Adam Ondra Makes Hardest Trad Flash Ever
Share
Last month, Adam Ondra flashed Lexicon E11 7a at Pavey Ark, U.K., a dangerous and challenging route first climbed by Neil Gresham in September 2021 after a year of preparation. Gresham described Lexicon as a “[5.14a] with an 80-foot fall risk from the final crux and a likely hard impact.” Steve McClure claimed the second ascent weeks after Gresham, followed by Dave McLeod in March 2022, with Mat Wright and James Pearson also repeating it later that year. Ondra’s ascent is likely the sixth. Mammut released a 22-minute film documenting his climb, available to watch below.

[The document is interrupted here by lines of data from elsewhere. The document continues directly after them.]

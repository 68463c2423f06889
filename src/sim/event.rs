/// Events emitted during a simulation step or a keystroke.
/// The presentation layer consumes these for sound and logging.

use crate::domain::alien::AlienId;

#[derive(Clone, Debug, PartialEq)]
pub enum GameEvent {
    Spawned { id: AlienId, code: String },
    Matched { id: AlienId, code: String },
    /// One per alien that reached the bottom, even within a single tick.
    Missed { id: AlienId, code: String },
}
/// Aliens: falling tokens, stored in spawn order.

/// Stable spawn-order id. Lower id = spawned earlier.
#[derive(Clone, Copy, PartialEq, Eq, PartialOrd, Ord, Hash, Debug)]
pub struct AlienId(pub u64);

#[derive(Clone, Debug, PartialEq)]
pub struct Alien {
    pub id: AlienId,
    pub code: String,
    pub x: f32,
    pub y: f32,
    /// Vertical pixels per tick.
    pub speed: f32,
    pub angle: f32,
    pub angular_velocity: f32,
    /// Session time (ms) after which a matched alien is removed.
    pub flash_until: Option<f64>,
}

impl Alien {
    /// Matched and waiting out its flash.
    #[inline]
    pub fn is_flash_armed(&self) -> bool {
        self.flash_until.is_some()
    }

    /// Still inside the flash window at `now`.
    #[inline]
    pub fn is_flashing(&self, now: f64) -> bool {
        self.flash_until.map_or(false, |t| now < t)
    }
}

/// Spawn-ordered alien store.
///
/// Ids are handed out by `insert` and never reused, so iteration order
/// and id order always agree.
#[derive(Clone, Debug, Default)]
pub struct AlienArena {
    aliens: Vec<Alien>,
    next_id: u64,
}

impl AlienArena {
    pub fn new() -> Self {
        AlienArena { aliens: Vec::new(), next_id: 0 }
    }

    /// Assign the next id to `alien` and append it.
    pub fn insert(&mut self, mut alien: Alien) -> AlienId {
        let id = AlienId(self.next_id);
        self.next_id += 1;
        alien.id = id;
        self.aliens.push(alien);
        id
    }

    pub fn iter(&self) -> impl Iterator<Item = &Alien> {
        self.aliens.iter()
    }

    pub fn iter_mut(&mut self) -> impl Iterator<Item = &mut Alien> {
        self.aliens.iter_mut()
    }

    #[cfg(test)]
    pub fn as_slice(&self) -> &[Alien] {
        &self.aliens
    }

    #[cfg(test)]
    pub fn len(&self) -> usize {
        self.aliens.len()
    }

    #[cfg(test)]
    pub fn is_empty(&self) -> bool {
        self.aliens.is_empty()
    }

    pub fn get_mut(&mut self, id: AlienId) -> Option<&mut Alien> {
        self.aliens.iter_mut().find(|a| a.id == id)
    }

    /// Earliest-spawned alien, not yet flash-armed, whose code equals `code`.
    pub fn first_live_matching(&self, code: &str) -> Option<AlienId> {
        self.aliens.iter()
            .find(|a| !a.is_flash_armed() && a.code == code)
            .map(|a| a.id)
    }

    /// Take the current aliens out, leaving the arena empty (ids keep counting).
    pub fn take(&mut self) -> Vec<Alien> {
        std::mem::take(&mut self.aliens)
    }

    /// Replace the contents with the output of a simulation step.
    /// `aliens` must be a spawn-ordered subset of what `take` returned.
    pub fn replace(&mut self, aliens: Vec<Alien>) {
        debug_assert!(aliens.windows(2).all(|w| w[0].id < w[1].id));
        self.aliens = aliens;
    }
}

#[cfg(test)]
mod tests {
    use super::*;

    fn alien(code: &str) -> Alien {
        Alien {
            id: AlienId(0),
            code: code.to_string(),
            x: 10.0,
            y: 0.0,
            speed: 1.5,
            angle: 0.0,
            angular_velocity: 0.0,
            flash_until: None,
        }
    }

    #[test]
    fn ids_follow_spawn_order() {
        let mut arena = AlienArena::new();
        let a = arena.insert(alien("for"));
        let b = arena.insert(alien("while"));
        assert!(a < b);
        let codes: Vec<_> = arena.iter().map(|a| a.code.as_str()).collect();
        assert_eq!(codes, ["for", "while"]);
    }

    #[test]
    fn ids_are_not_reused_after_take() {
        let mut arena = AlienArena::new();
        arena.insert(alien("for"));
        let taken = arena.take();
        assert_eq!(taken.len(), 1);
        assert!(arena.is_empty());
        let next = arena.insert(alien("if"));
        assert_eq!(next, AlienId(1));
    }

    #[test]
    fn first_live_matching_skips_flash_armed() {
        let mut arena = AlienArena::new();
        let first = arena.insert(alien("for"));
        let second = arena.insert(alien("for"));
        assert_eq!(arena.first_live_matching("for"), Some(first));

        arena.get_mut(first).unwrap().flash_until = Some(150.0);
        assert_eq!(arena.first_live_matching("for"), Some(second));
        assert_eq!(arena.first_live_matching("fo"), None);
    }

    #[test]
    fn flashing_window() {
        let mut a = alien("if");
        assert!(!a.is_flashing(0.0));
        a.flash_until = Some(150.0);
        assert!(a.is_flashing(149.0));
        assert!(!a.is_flashing(150.0));
    }
}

Ondra shared on Instagram, “It was a special day in the UK with Neil Gresham, who belayed responsibly. I was scared, pushed hard, my heart raced, but I reached the final ledge without taking the massive fall.” Ondra detailed his ethical approach to the flash: “I studied all available videos, focusing on Gresham’s footage. Neil rappelled and prepped the route for me, chalking holds. I rappelled 8 meters right of Lexicon along Astra, where Neil explained gear placement and moves for the upper headwall. I warmed up on a fingerboard at the top ledge, then was lowered to the crux of Sixpence E6, avoiding looking at Lexicon’s holds. I climbed Sixpence’s 3-meter crux, stopping short of Lexicon’s final slot, then swung right to practice Magical Thinking’s final moves twice. After racking up, I speed-rappelled down Lexicon, facing the lake to avoid seeing holds, focused briefly, and climbed.”